■ **PROBLEM TO SOLVE**: For each line below that holds the string "setup", add one to a tally; report that tally alone.
[Start of section]
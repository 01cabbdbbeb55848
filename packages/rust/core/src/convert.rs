//! Single-file conversion for `lakeexport convert`.

use std::path::Path;

use tracing::instrument;

use lakeexport_markdown::{
    ConvertOptions, ConvertResult, convert_document, convert_lake, convert_markdown,
};
use lakeexport_shared::{DocDetail, LakeExportError, Result};

/// Convert one file: a raw document (`.json`), a Markdown body (`.md`), or a
/// bare Lake/HTML body (anything else).
#[instrument(skip(opts), fields(path = %path.display()))]
pub fn convert_file(path: &Path, opts: &ConvertOptions) -> Result<ConvertResult> {
    let content = std::fs::read_to_string(path).map_err(|e| LakeExportError::io(path, e))?;
    let extension = path
        .extension()
        .and_then(|e| e.to_str())
        .map(str::to_lowercase)
        .unwrap_or_default();

    if extension == "json" || content.trim_start().starts_with('{') {
        let doc: DocDetail = serde_json::from_str(&content).map_err(|e| {
            LakeExportError::parse(format!("{}: not a raw document: {e}", path.display()))
        })?;
        return convert_document(&doc, opts);
    }

    if extension == "md" || extension == "markdown" {
        return convert_markdown(&content, opts);
    }

    convert_lake(&content, opts)
}

#[cfg(test)]
mod tests {
    use super::*;

    fn bare() -> ConvertOptions {
        ConvertOptions {
            frontmatter: false,
            ..Default::default()
        }
    }

    #[test]
    fn raw_document_json() {
        let tmp = tempfile::tempdir().unwrap();
        let path = tmp.path().join("intro.json");
        std::fs::write(
            &path,
            r#"{"id":1,"slug":"intro","title":"Intro","body_lake":"<p>Hello</p>","updated_at":"2024-01-01T00:00:00Z"}"#,
        )
        .unwrap();

        let result = convert_file(&path, &bare()).unwrap();
        assert_eq!(result.title, "Intro");
        assert_eq!(result.markdown, "Hello\n");
    }

    #[test]
    fn bare_lake_file() {
        let tmp = tempfile::tempdir().unwrap();
        let path = tmp.path().join("page.lake");
        std::fs::write(&path, "<!doctype lake><h1>Page</h1><p>Text</p>").unwrap();

        let result = convert_file(&path, &bare()).unwrap();
        assert_eq!(result.title, "Page");
        assert!(result.markdown.contains("Text"));
    }

    #[test]
    fn invalid_json_is_parse_error() {
        let tmp = tempfile::tempdir().unwrap();
        let path = tmp.path().join("broken.json");
        std::fs::write(&path, "{\"id\":").unwrap();

        assert!(matches!(
            convert_file(&path, &bare()),
            Err(LakeExportError::Parse { .. })
        ));
    }

    #[test]
    fn missing_file_is_io_error() {
        assert!(matches!(
            convert_file(Path::new("/nonexistent/doc.lake"), &bare()),
            Err(LakeExportError::Io { .. })
        ));
    }
}
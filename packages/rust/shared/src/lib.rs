//! Shared types, error model, and configuration for lakeexport.
//!
//! This crate is the foundation depended on by all other lakeexport crates.
//! It provides:
//! - [`LakeExportError`]: the unified error type
//! - Remote data model ([`User`], [`Repo`], [`DocSummary`], [`DocDetail`])
//! - Configuration ([`AppConfig`], config loading)
//! - [`ProgressReporter`]: progress callbacks shared by crawl and build

pub mod config;
pub mod error;
pub mod progress;
pub mod types;

// Re-export public API at crate root for ergonomic imports.
pub use config::{
    AppConfig, CONFIG_FILE_NAME, DEFAULT_HOST, init_config, load_config_from, load_token,
};
pub use error::{LakeExportError, Result};
pub use progress::{ProgressReporter, SilentProgress};
pub use types::{
    DocDetail, DocSummary, Remote, Repo, User, has_update, validate_path_component,
};
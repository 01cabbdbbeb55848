//! CLI command definitions, routing, and tracing setup.

use std::path::{Path, PathBuf};
use std::sync::Arc;

use clap::{Parser, Subcommand};
use color_eyre::eyre::{Result, WrapErr, eyre};
use indicatif::{ProgressBar, ProgressStyle};
use tracing::info;
use url::Url;

use lakeexport_core::{BuildOptions, build, convert_file, crawl};
use lakeexport_crawler::CrawlOptions;
use lakeexport_markdown::ConvertOptions;
use lakeexport_shared::{
    AppConfig, CONFIG_FILE_NAME, ProgressReporter, init_config, load_config_from,
};

// ---------------------------------------------------------------------------
// CLI structure
// ---------------------------------------------------------------------------

/// lakeexport: export a knowledge-base account to Markdown.
#[derive(Parser)]
#[command(
    name = "lakeexport",
    version,
    about = "Download knowledge-base documents and convert them to Markdown.",
    long_about = None,
)]
pub(crate) struct Cli {
    /// Path to the JSON config file.
    #[arg(long, global = true, env = "LAKEEXPORT_CONFIG", default_value = CONFIG_FILE_NAME)]
    pub config: PathBuf,

    /// Log format: text (default) or json.
    #[arg(long, default_value = "text", global = true)]
    pub log_format: LogFormat,

    /// Also write debug-level logs to this file.
    #[arg(long, global = true)]
    pub log_file: Option<PathBuf>,

    /// Verbosity level (-v, -vv).
    #[arg(short, long, action = clap::ArgAction::Count, global = true)]
    pub verbose: u8,

    #[command(subcommand)]
    pub command: Command,
}

/// Log output format.
#[derive(Clone, Debug, clap::ValueEnum)]
pub(crate) enum LogFormat {
    Text,
    Json,
}

/// Top-level CLI subcommands.
#[derive(Subcommand)]
pub(crate) enum Command {
    /// Download every repo and document of the account into local storage.
    Crawl {
        /// Ignore cached timestamps and refetch everything.
        #[arg(long)]
        full: bool,
    },

    /// Convert the crawled documents into a Markdown tree.
    Build {
        /// Reconvert documents even if their source is unchanged.
        #[arg(long)]
        force: bool,

        /// Put every document at its repo root instead of following the catalog.
        #[arg(long)]
        flat: bool,

        /// Storage directory to read (defaults to `storage_dir` from config).
        #[arg(long)]
        input: Option<PathBuf>,

        /// Output directory (defaults to `output_dir` from config).
        #[arg(long)]
        out: Option<PathBuf>,
    },

    /// Convert a single raw document, Lake, HTML or Markdown file.
    Convert {
        /// File to convert.
        file: PathBuf,

        /// Write to this file instead of stdout.
        #[arg(short, long)]
        output: Option<PathBuf>,

        /// Document URL for resolving relative links.
        #[arg(long)]
        base_url: Option<String>,

        /// Omit the YAML frontmatter.
        #[arg(long)]
        no_frontmatter: bool,
    },

    /// Configuration management.
    Config {
        /// Config subcommand.
        #[command(subcommand)]
        action: ConfigAction,
    },
}

/// Config subcommands.
#[derive(Subcommand)]
pub(crate) enum ConfigAction {
    /// Write a new config file.
    Init {
        /// API token.
        #[arg(long)]
        token: String,
    },
    /// Show resolved configuration with the token masked.
    Show,
}

// ---------------------------------------------------------------------------
// Tracing setup
// ---------------------------------------------------------------------------

/// Initialize tracing based on CLI flags.
///
/// Console logs go to stderr so `convert` output on stdout stays clean.
pub(crate) fn init_tracing(cli: &Cli) -> Result<()> {
    use tracing_subscriber::layer::SubscriberExt;
    use tracing_subscriber::util::SubscriberInitExt;
    use tracing_subscriber::{EnvFilter, Layer, fmt};

    let filter = match cli.verbose {
        0 => "lakeexport=info",
        1 => "lakeexport=debug",
        _ => "lakeexport=trace",
    };

    let env_filter =
        EnvFilter::try_from_default_env().unwrap_or_else(|_| EnvFilter::new(filter));

    let console = match cli.log_format {
        LogFormat::Text => fmt::layer()
            .with_target(false)
            .with_writer(std::io::stderr)
            .with_filter(env_filter)
            .boxed(),
        LogFormat::Json => fmt::layer()
            .json()
            .with_writer(std::io::stderr)
            .with_filter(env_filter)
            .boxed(),
    };

    let file = match &cli.log_file {
        Some(path) => {
            let file = std::fs::OpenOptions::new()
                .create(true)
                .append(true)
                .open(path)
                .wrap_err_with(|| format!("cannot open log file {}", path.display()))?;
            Some(
                fmt::layer()
                    .with_ansi(false)
                    .with_writer(Arc::new(file))
                    .with_filter(EnvFilter::new("lakeexport=debug")),
            )
        }
        None => None,
    };

    tracing_subscriber::registry()
        .with(console)
        .with(file)
        .init();
    Ok(())
}

// ---------------------------------------------------------------------------
// Command dispatch
// ---------------------------------------------------------------------------

/// Run the CLI command.
pub(crate) async fn run(cli: Cli) -> Result<()> {
    let Cli {
        config, command, ..
    } = cli;

    match command {
        Command::Crawl { full } => cmd_crawl(&config, full).await,
        Command::Build {
            force,
            flat,
            input,
            out,
        } => cmd_build(&config, force, flat, input, out),
        Command::Convert {
            file,
            output,
            base_url,
            no_frontmatter,
        } => cmd_convert(&file, output.as_deref(), base_url, !no_frontmatter),
        Command::Config { action } => match action {
            ConfigAction::Init { token } => cmd_config_init(&config, &token),
            ConfigAction::Show => cmd_config_show(&config),
        },
    }
}

// ---------------------------------------------------------------------------
// Command handlers
// ---------------------------------------------------------------------------

async fn cmd_crawl(config_path: &Path, full: bool) -> Result<()> {
    let config = load_config_from(config_path)?;
    info!(host = %config.host, full, "crawling account");

    let reporter = CliProgress::new();
    let result = crawl(&config, CrawlOptions { full }, &reporter).await?;

    println!();
    println!("  Crawl finished for {}", result.login);
    println!(
        "  Repos:     {} ({} crawled, {} unchanged, {} removed)",
        result.repos_total, result.repos_crawled, result.repos_unchanged, result.repos_removed
    );
    println!(
        "  Documents: {} fetched, {} unchanged, {} removed",
        result.docs_fetched, result.docs_unchanged, result.docs_removed
    );
    println!("  Storage:   {}", config.storage_dir);
    println!("  Time:      {:.1}s", result.duration.as_secs_f64());
    print_failures(&result.errors);
    println!();

    Ok(())
}

fn cmd_build(
    config_path: &Path,
    force: bool,
    flat: bool,
    input: Option<PathBuf>,
    out: Option<PathBuf>,
) -> Result<()> {
    let config = load_config_from(config_path)?;
    let opts = BuildOptions {
        storage_dir: input.unwrap_or_else(|| PathBuf::from(&config.storage_dir)),
        output_dir: out.unwrap_or_else(|| PathBuf::from(&config.output_dir)),
        host: config.host.clone(),
        force,
        flat,
        frontmatter: true,
    };
    info!(force, flat, "building markdown");

    let reporter = CliProgress::new();
    let result = build(&opts, &reporter)?;

    println!();
    println!("  Build finished");
    println!("  Repos:     {}", result.repos);
    println!(
        "  Documents: {} converted, {} unchanged, {} removed",
        result.converted, result.unchanged, result.removed
    );
    println!("  Output:    {}", opts.output_dir.display());
    println!("  Time:      {:.1}s", result.duration.as_secs_f64());
    print_failures(&result.errors);
    println!();

    Ok(())
}

fn cmd_convert(
    file: &Path,
    output: Option<&Path>,
    base_url: Option<String>,
    frontmatter: bool,
) -> Result<()> {
    if let Some(url) = &base_url {
        Url::parse(url).map_err(|e| eyre!("invalid base URL '{url}': {e}"))?;
    }

    let opts = ConvertOptions {
        source_url: base_url,
        frontmatter,
        ..Default::default()
    };
    let result = convert_file(file, &opts)?;

    match output {
        Some(path) => {
            if let Some(parent) = path.parent().filter(|p| !p.as_os_str().is_empty()) {
                std::fs::create_dir_all(parent)
                    .wrap_err_with(|| format!("cannot create {}", parent.display()))?;
            }
            std::fs::write(path, &result.markdown)
                .wrap_err_with(|| format!("cannot write {}", path.display()))?;
            info!(
                output = %path.display(),
                title = %result.title,
                words = result.word_count,
                warnings = result.warnings.len(),
                "document converted"
            );
        }
        None => print!("{}", result.markdown),
    }

    Ok(())
}

fn cmd_config_init(path: &Path, token: &str) -> Result<()> {
    init_config(path, token)?;
    println!("Config initialized at: {}", path.display());
    Ok(())
}

fn cmd_config_show(path: &Path) -> Result<()> {
    let config: AppConfig = load_config_from(path)?;
    println!("{}", serde_json::to_string_pretty(&config.redacted())?);
    Ok(())
}

fn print_failures(errors: &[(String, String)]) {
    if errors.is_empty() {
        return;
    }
    println!("  Failures:  {} (retried on the next run)", errors.len());
    for (item, message) in errors {
        println!("    - {item}: {message}");
    }
}

// ---------------------------------------------------------------------------
// CLI progress reporter
// ---------------------------------------------------------------------------

/// CLI progress reporter using an indicatif spinner.
struct CliProgress {
    spinner: ProgressBar,
}

impl CliProgress {
    fn new() -> Self {
        let spinner = ProgressBar::new_spinner();
        spinner.set_style(
            ProgressStyle::with_template("{spinner:.cyan} {msg}")
                .unwrap_or_else(|_| ProgressStyle::default_spinner())
                .tick_strings(&["⠋", "⠙", "⠹", "⠸", "⠼", "⠴", "⠦", "⠧", "⠇", "⠏"]),
        );
        spinner.enable_steady_tick(std::time::Duration::from_millis(80));
        Self { spinner }
    }
}

impl ProgressReporter for CliProgress {
    fn phase(&self, name: &str) {
        self.spinner.set_message(name.to_string());
    }

    fn doc_fetched(&self, title: &str, current: usize, total: usize) {
        self.spinner
            .set_message(format!("Fetching [{current}/{total}] {title}"));
    }

    fn doc_converted(&self, path: &str, current: usize, total: usize) {
        self.spinner
            .set_message(format!("Converting [{current}/{total}] {path}"));
    }

    fn done(&self) {
        self.spinner.finish_and_clear();
    }
}

#[cfg(test)]
mod tests {
    use super::*;
    use clap::CommandFactory;

    #[test]
    fn cli_definition_is_valid() {
        Cli::command().debug_assert();
    }

    #[test]
    fn parses_build_flags() {
        let cli = Cli::try_parse_from([
            "lakeexport",
            "-vv",
            "--config",
            "alt.json",
            "build",
            "--force",
            "--out",
            "md",
        ])
        .unwrap();

        assert_eq!(cli.verbose, 2);
        assert_eq!(cli.config, PathBuf::from("alt.json"));
        match cli.command {
            Command::Build {
                force, flat, out, ..
            } => {
                assert!(force);
                assert!(!flat);
                assert_eq!(out, Some(PathBuf::from("md")));
            }
            _ => panic!("expected build"),
        }
    }

    #[test]
    fn convert_writes_output_file() {
        let tmp = tempfile::tempdir().unwrap();
        let input = tmp.path().join("page.lake");
        let output = tmp.path().join("out/page.md");
        std::fs::write(&input, "<h1>Page</h1><p>Body</p>").unwrap();

        cmd_convert(&input, Some(&output), None, false).unwrap();
        assert_eq!(std::fs::read_to_string(&output).unwrap(), "# Page\n\nBody\n");
    }

    #[test]
    fn convert_rejects_bad_base_url() {
        let tmp = tempfile::tempdir().unwrap();
        let input = tmp.path().join("page.lake");
        std::fs::write(&input, "<p>x</p>").unwrap();
        assert!(cmd_convert(&input, None, Some("not a url".into()), true).is_err());
    }

    #[test]
    fn config_init_then_show() {
        let tmp = tempfile::tempdir().unwrap();
        let path = tmp.path().join("config.json");
        cmd_config_init(&path, "secret-token").unwrap();
        assert!(cmd_config_init(&path, "other").is_err());
        cmd_config_show(&path).unwrap();
    }
}
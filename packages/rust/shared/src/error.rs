//! Error types for lakeexport.
//!
//! Library crates use [`LakeExportError`] via `thiserror`.
//! The CLI wraps this with `color-eyre` for rich diagnostics.

use std::path::PathBuf;

/// Top-level error type for all lakeexport operations.
#[derive(Debug, thiserror::Error)]
pub enum LakeExportError {
    /// Configuration loading or validation error.
    #[error("config error: {message}")]
    Config { message: String },

    /// Malformed JSON/YAML/document input.
    #[error("parse error: {message}")]
    Parse { message: String },

    /// Transport-level failure talking to the remote service.
    #[error("network error: {0}")]
    Network(String),

    /// The remote service rejected the token.
    #[error("authentication failed: {message}")]
    Auth { message: String },

    /// The remote service answered with a non-success status.
    #[error("API error (HTTP {status}): {message}")]
    Api { status: u16, message: String },

    /// Filesystem I/O error.
    #[error("I/O error at {path:?}: {source}")]
    Io {
        path: PathBuf,
        source: std::io::Error,
    },

    /// Data validation error (unsafe path component, bad catalog, etc.).
    #[error("validation error: {message}")]
    Validation { message: String },

    /// Document-to-Markdown conversion error.
    #[error("conversion error: {0}")]
    Conversion(String),
}

/// Convenience alias used throughout the codebase.
pub type Result<T> = std::result::Result<T, LakeExportError>;

impl LakeExportError {
    /// Create a config error from any displayable message.
    pub fn config(msg: impl Into<String>) -> Self {
        Self::Config {
            message: msg.into(),
        }
    }

    /// Create a parse error from any displayable message.
    pub fn parse(msg: impl Into<String>) -> Self {
        Self::Parse {
            message: msg.into(),
        }
    }

    /// Create an authentication error from any displayable message.
    pub fn auth(msg: impl Into<String>) -> Self {
        Self::Auth {
            message: msg.into(),
        }
    }

    /// Create a validation error from any displayable message.
    pub fn validation(msg: impl Into<String>) -> Self {
        Self::Validation {
            message: msg.into(),
        }
    }

    /// Wrap a `std::io::Error` with a path for context.
    pub fn io(path: impl Into<PathBuf>, source: std::io::Error) -> Self {
        Self::Io {
            path: path.into(),
            source,
        }
    }

    /// Errors that must stop a crawl instead of being skipped per item.
    pub fn is_fatal(&self) -> bool {
        matches!(self, Self::Auth { .. })
    }
}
[End of section]
■ **THE COMPLETED TASK**: 2